晚上十一点。
一辆价值千万的保时捷918停靠在京市老小区,代驾诚惶诚恐地收了钱,骑着路边的小电驴离开了。
路灯昏黄,车窗半降。
陆时津看着小区楼层亮起的灯,一层一层往上数,15楼。
主卧的灯亮起又灭。
他知道沈雾就住在那里。
几分钟后。
他看见一辆骚包的法拉利停在门禁处,下车的是那位西南大药材商的独子曲无铭,精心打扮过。
粉衬衣黑西装,俗气得很。
还有……一抹熟悉的身影从单元门庭走出来。
沈雾走到法拉利车旁,手里拿着熟悉的两盒包装递给曲无铭。
“小曲总,物归原主。”
她不知道这位小曲总半夜发什么疯,说她还欠了他两盒套。这会儿刚好路过她的小区,要她拿下楼。
客户的要求,她还是要尽量满足的。
幸好她没丢,不然拿什么还给他。
曲无铭看着她脸上的手指印,玩笑着说道:“脸怎么回事?被人打了?”
沈雾不想多解释,只说:“意外。”
“听说你最近被边缘化了,要不和我回西南吧?我不保证只有你一个女人,但可以娶你当老婆。”

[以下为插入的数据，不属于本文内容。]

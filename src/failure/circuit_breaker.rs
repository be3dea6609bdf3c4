//! Circuit breaker over consecutive store failures.

use std::sync::atomic::{AtomicI64, AtomicU64, AtomicU8, Ordering};
use std::sync::Arc;
use std::time::Duration;

use crate::clock::{millis_of, Clock};

/// Circuit breaker states.
#[derive(Debug, Clone, Copy, PartialEq, Eq)]
pub enum CircuitState {
    /// Calls go to the primary store
    Closed = 0,
    /// The primary store is considered down
    Open = 1,
    /// One probe of the primary store is in flight
    HalfOpen = 2,
}

impl From<u8> for CircuitState {
    fn from(value: u8) -> Self {
        match value {
            1 => CircuitState::Open,
            2 => CircuitState::HalfOpen,
            _ => CircuitState::Closed,
        }
    }
}

/// Breaker thresholds.
#[derive(Debug, Clone)]
pub struct CircuitBreakerConfig {
    /// Consecutive failures that open the circuit
    pub failure_threshold: u32,
    /// Failures further apart than this do not accumulate, and an open
    /// circuit waits this long before probing
    pub recovery_interval: Duration,
}

impl Default for CircuitBreakerConfig {
    fn default() -> Self {
        Self {
            failure_threshold: 5,
            recovery_interval: Duration::from_secs(30),
        }
    }
}

/// Lock-free circuit breaker.
#[derive(Debug)]
pub struct CircuitBreaker {
    state: AtomicU8,
    consecutive_failures: AtomicU64,
    last_failure_ms: AtomicI64,
    config: CircuitBreakerConfig,
    clock: Arc<dyn Clock>,
}

impl CircuitBreaker {
    pub fn new(config: CircuitBreakerConfig, clock: Arc<dyn Clock>) -> Self {
        Self {
            state: AtomicU8::new(CircuitState::Closed as u8),
            consecutive_failures: AtomicU64::new(0),
            last_failure_ms: AtomicI64::new(0),
            config,
            clock,
        }
    }

    pub fn state(&self) -> CircuitState {
        CircuitState::from(self.state.load(Ordering::Acquire))
    }

    pub fn config(&self) -> &CircuitBreakerConfig {
        &self.config
    }

    /// Claim the single recovery probe.
    ///
    /// Succeeds for exactly one caller once an open circuit has waited out
    /// the recovery interval; that caller moves the circuit to half-open and
    /// must report the probe outcome.
    pub fn try_begin_probe(&self) -> bool {
        if self.state() != CircuitState::Open {
            return false;
        }
        let elapsed = self
            .clock
            .now_millis()
            .saturating_sub(self.last_failure_ms.load(Ordering::Acquire));
        if elapsed < self.recovery_window_ms() {
            return false;
        }
        self.state
            .compare_exchange(
                CircuitState::Open as u8,
                CircuitState::HalfOpen as u8,
                Ordering::AcqRel,
                Ordering::Acquire,
            )
            .is_ok()
    }

    fn recovery_window_ms(&self) -> i64 {
        i64::try_from(millis_of(self.config.recovery_interval)).unwrap_or(i64::MAX)
    }

    pub fn record_success(&self) {
        self.consecutive_failures.store(0, Ordering::Release);
        if self.state() != CircuitState::Closed {
            self.state.store(CircuitState::Closed as u8, Ordering::Release);
        }
    }

    /// Record a failure. Returns true if this call opened the circuit.
    pub fn record_failure(&self) -> bool {
        let now = self.clock.now_millis();
        let previous = self.last_failure_ms.swap(now, Ordering::AcqRel);
        let window = self.recovery_window_ms();

        let failures = if previous > 0 && now - previous > window {
            // The earlier streak is too old to count.
            self.consecutive_failures.store(1, Ordering::Release);
            1
        } else {
            self.consecutive_failures.fetch_add(1, Ordering::AcqRel) + 1
        };

        match self.state() {
            CircuitState::HalfOpen => {
                self.state.store(CircuitState::Open as u8, Ordering::Release);
                true
            }
            CircuitState::Closed if failures >= self.config.failure_threshold as u64 => self
                .state
                .compare_exchange(
                    CircuitState::Closed as u8,
                    CircuitState::Open as u8,
                    Ordering::AcqRel,
                    Ordering::Acquire,
                )
                .is_ok(),
            _ => false,
        }
    }

    pub fn consecutive_failures(&self) -> u64 {
        self.consecutive_failures.load(Ordering::Acquire)
    }

    pub fn reset(&self) {
        self.state.store(CircuitState::Closed as u8, Ordering::Release);
        self.consecutive_failures.store(0, Ordering::Release);
    }
}
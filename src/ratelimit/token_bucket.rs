//! Token bucket.
//!
//! Tokens refill continuously at `rate` per second up to `capacity`; each
//! admitted request takes one. An idle bucket allows a burst of `capacity`.

use super::algorithm::{
    millis_for, Algorithm, RateAlgorithm, RateLimitDecision, WindowRequest, WindowState, EPSILON,
};
use crate::clock::deadline_after;

const SCRIPT: &str = r#"
local now = tonumber(ARGV[1])
local capacity = tonumber(ARGV[4])
local rate = tonumber(ARGV[5])
local state = redis.call('HMGET', KEYS[1], 'tokens', 'ts')
local tokens = tonumber(state[1])
local ts = tonumber(state[2])
if tokens == nil or ts == nil then
  tokens = capacity
  ts = now
end
local elapsed = math.max(0, now - ts)
tokens = math.min(capacity, tokens + elapsed * rate / 1000)
if tokens > capacity - 1e-9 then
  tokens = capacity
end
local allowed = 0
local retry = 0
if tokens >= 1 - 1e-9 then
  tokens = math.max(0, tokens - 1)
  allowed = 1
else
  retry = math.ceil((1 - tokens) * 1000 / rate)
end
redis.call('HSET', KEYS[1], 'tokens', tostring(tokens), 'ts', tostring(now))
redis.call('PEXPIRE', KEYS[1], ARGV[7])
local reset_at = now
if capacity - tokens > 1e-9 then
  reset_at = now + math.ceil((capacity - tokens) * 1000 / rate)
end
return {allowed, math.floor(tokens + 1e-9), reset_at, retry}
"#;

#[derive(Debug, Clone, Copy, Default)]
pub struct TokenBucket;

impl RateAlgorithm for TokenBucket {
    fn kind(&self) -> Algorithm {
        Algorithm::TokenBucket
    }

    fn state_ttl_ms(&self, request: &WindowRequest) -> u64 {
        millis_for(request.capacity, request.rate).max(1)
    }

    fn apply(
        &self,
        state: Option<WindowState>,
        request: &WindowRequest,
    ) -> (WindowState, RateLimitDecision) {
        let (tokens, last_refill_ms) = match state {
            Some(WindowState::Bucket {
                tokens,
                last_refill_ms,
            }) => (tokens, last_refill_ms),
            _ => (request.capacity, request.now_ms),
        };

        let elapsed = (request.now_ms - last_refill_ms).max(0) as f64;
        let mut tokens = (tokens + elapsed * request.rate / 1000.0).min(request.capacity);
        if tokens > request.capacity - EPSILON {
            tokens = request.capacity;
        }

        let allowed = tokens >= 1.0 - EPSILON;
        let retry_after_ms = if allowed {
            tokens = (tokens - 1.0).max(0.0);
            0
        } else {
            millis_for(1.0 - tokens, request.rate)
        };

        let decision = RateLimitDecision {
            allowed,
            limit: request.capacity.floor() as u64,
            remaining: (tokens + EPSILON).floor() as u64,
            reset_at_ms: deadline_after(
                request.now_ms,
                millis_for(request.capacity - tokens, request.rate),
            ),
            retry_after_ms,
        };
        (
            WindowState::Bucket {
                tokens,
                last_refill_ms: request.now_ms,
            },
            decision,
        )
    }

    fn script(&self) -> &'static str {
        SCRIPT
    }
}

#[cfg(test)]
mod tests {
    use super::*;
    use crate::ratelimit::algorithm::request;

    fn bucket_request(capacity: f64, rate: f64, now_ms: i64) -> WindowRequest {
        let mut req = request(Algorithm::TokenBucket, capacity as u64, 60, now_ms);
        req.capacity = capacity;
        req.rate = rate;
        req
    }

    fn drain(state: &mut Option<WindowState>, capacity: f64, rate: f64, now_ms: i64) -> u32 {
        let mut admitted = 0;
        loop {
            let (next, decision) = TokenBucket.apply(state.take(), &bucket_request(capacity, rate, now_ms));
            *state = Some(next);
            if !decision.allowed {
                return admitted;
            }
            admitted += 1;
        }
    }

    #[test]
    fn test_fresh_bucket_allows_full_burst() {
        let mut state = None;
        assert_eq!(drain(&mut state, 5.0, 1.0, 0), 5);
    }

    #[test]
    fn test_refill_after_idle_restores_capacity() {
        let mut state = None;
        assert_eq!(drain(&mut state, 5.0, 1.0, 0), 5);
        // Idle for capacity / rate = 5 seconds.
        assert_eq!(drain(&mut state, 5.0, 1.0, 5_000), 5);
    }

    #[test]
    fn test_refill_with_fractional_default_rate() {
        // 10 permits per 60 seconds.
        let rate = 10.0 / 60.0;
        let mut state = None;
        assert_eq!(drain(&mut state, 10.0, rate, 0), 10);
        assert_eq!(drain(&mut state, 10.0, rate, 60_000), 10);
    }

    #[test]
    fn test_partial_refill_and_retry_hint() {
        let mut state = None;
        assert_eq!(drain(&mut state, 2.0, 2.0, 0), 2);

        let (next, decision) = TokenBucket.apply(state.take(), &bucket_request(2.0, 2.0, 250));
        assert!(!decision.allowed);
        assert_eq!(decision.retry_after_ms, 250);

        let (_, decision) = TokenBucket.apply(Some(next), &bucket_request(2.0, 2.0, 500));
        assert!(decision.allowed);
        assert_eq!(decision.remaining, 0);
    }
}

沈雾笑了笑说道:“您消息错了,我下周就要进研发部。”
今晚公司oa流程就走完了,算是个好消息吧。
陆时津没食,效率这么高,或许是想让她别找秦幼宁麻烦。
曲无铭讶异地挑了挑眉,“好吧,过阵子我的践行宴你一定要来。”
沈雾没给准话:“有空吧。”
曲无铭怎么听不出她的敷衍,笑着说道:“别应付我呀,不去的话我就找你们金经理了。还有,我还住酒店,上次的话依旧作数。你想当曲太太,随时过来找我。”
他上前虚虚地抱了抱沈雾,“再见。”
没等她反应过来,上车就走了。
沈雾愣了愣看着法拉利轰鸣离去,她摇了摇头往回走。
进了入户门,楼道里的感应灯不太灵敏,报修了还没人来处理。
老小区的物业就是不太给力。
她站着电梯口,等着电梯下来。
突然。
身后传来脚步声,一道身影逼近。
她下意识地往边上挪动,手腕却被掐住,高大的身影逼近带着微醺的酒气。
她脑中警铃作响,张嘴就要喊人救命。
却被一只大掌捂住了嘴唇。
男人灼热的气息,喷洒在她脖间,带来一股颤栗。
那股雪松味萦绕在她鼻尖。
“陆时津?”
她惊愕地喊出这个名字,唇齿触碰到他手心,声音被捂得模糊。
黑暗中。
沈雾看不清他的神情,只觉得那道视线落在身上格外灼热。
她将他的手甩开,冷静下来问道:“陆总,请问这么晚了你来找我做什么?你放心,我收了钱就不会去报警做伤情鉴定,绝对不会动你的宝贝未婚妻。”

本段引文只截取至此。